94. Which of the following statements accurately describes the Pequot War of 1637?
a. The Pequots were forced to pay reparations for the damage they caused New England settlers.
b. The Narragansetts joined the Pequots to fight the Puritans.
c. The Pequots won and relocated to what would became New York State.
d. The colonists’ victory resulted in the effective destruction of the Pequot tribe.
e. The Pequots temporarily drove the Massachusetts Bay settlers into Plymouth Colony.
95. In the seventeenth century, New England’s economy
a. grew at a very slow rate because few settlers moved to the region.
b. suffered because most early settlers were poor and could not gain access to land.
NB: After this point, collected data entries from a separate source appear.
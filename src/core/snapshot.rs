//! One-shot telemetry snapshot.

use chrono::{DateTime, Local};

use crate::core::config::ProbeConfig;
use crate::core::probes::{
    cpu_temperature, gpu_temperature, network_speed, ram_usage, NetworkSpeed,
};
use crate::platform::{
    CommandRunner, CounterSource, SysinfoCounterSource, SystemCommandRunner,
};

/// Everything the report shows, captured once per run
#[derive(Debug, Clone)]
pub struct Snapshot {
    pub timestamp: DateTime<Local>,
    pub ram_percent: f64,
    pub cpu_temp_c: f64,
    /// `None` when no GPU source produced a reading
    pub gpu_temp_c: Option<f64>,
    pub network: NetworkSpeed,
}

/// Runs the probes in report order and assembles a [`Snapshot`]
pub struct SnapshotCollector<R: CommandRunner, C: CounterSource> {
    config: ProbeConfig,
    runner: R,
    counters: C,
}

impl SnapshotCollector<SystemCommandRunner, SysinfoCounterSource> {
    /// Collector wired to the real system
    pub fn new() -> Self {
        Self::with_sources(
            ProbeConfig::default(),
            SystemCommandRunner,
            SysinfoCounterSource::new(),
        )
    }
}

impl Default for SnapshotCollector<SystemCommandRunner, SysinfoCounterSource> {
    fn default() -> Self {
        Self::new()
    }
}

impl<R: CommandRunner, C: CounterSource> SnapshotCollector<R, C> {
    pub fn with_sources(config: ProbeConfig, runner: R, counters: C) -> Self {
        Self {
            config,
            runner,
            counters,
        }
    }

    /// Probe RAM, CPU, GPU and network, in that order.
    pub fn collect(&mut self) -> Snapshot {
        let timestamp = Local::now();

        let ram_percent = ram_usage();
        log::debug!("RAM usage: {:.2}%", ram_percent);

        let cpu_temp_c = cpu_temperature(&self.config, &self.runner);
        log::debug!("CPU temperature: {:.2}°C", cpu_temp_c);

        let gpu_reading = gpu_temperature(&self.config, &self.runner);
        let gpu_temp_c = if gpu_reading >= 0.0 {
            Some(gpu_reading)
        } else {
            None
        };
        log::debug!("GPU temperature: {:?}", gpu_temp_c);

        let network = network_speed(&self.config, &mut self.counters);
        log::debug!("Network: rx {} tx {}", network.rx, network.tx);

        Snapshot {
            timestamp,
            ram_percent,
            cpu_temp_c,
            gpu_temp_c,
            network,
        }
    }
}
c. centered on family farms and also involved the export of fish and timber.
d. boasted a significant manufacturing component that employed close to one-third of all men.
e. relied heavily on indentured servants in the labor force.
96. Compared to the Chesapeake colonies, New England had more economic equality because it had more
a. cash crops.
b. timber.
c. landowners.
d. slaves.
e. religious toleration.
97. Boston merchants
a. challenged the subordination of economic activity to Puritan control.
b. refused to trade with anyone outside the Puritan faith.
c. paid for Anne Hutchinson’s prosecution.
d. had enjoyed widespread freedom to trade since the establishment of the colony.
e. believed the General Court should regulate all economic activity.
98. As the sixteenth century progressed in New England, the growing commerce
a. brought religious and economic values into conflict.
b. increased church attendance.
c. led to better relations between the English and the Native Americans.
d. made the church elders the wealthiest people in society.
e. resulted in new cash crops.
99. The Half-Way Covenant of 1662 addressed
a. separation of church and state.
b. freedom of religion.
c. Native American relations.
d. generational church membership.
e. business relations.
100. The Half-Way Covenant of 1662 allowed for
a. English peasants to regain half of their communal lands lost during the enclosure movement.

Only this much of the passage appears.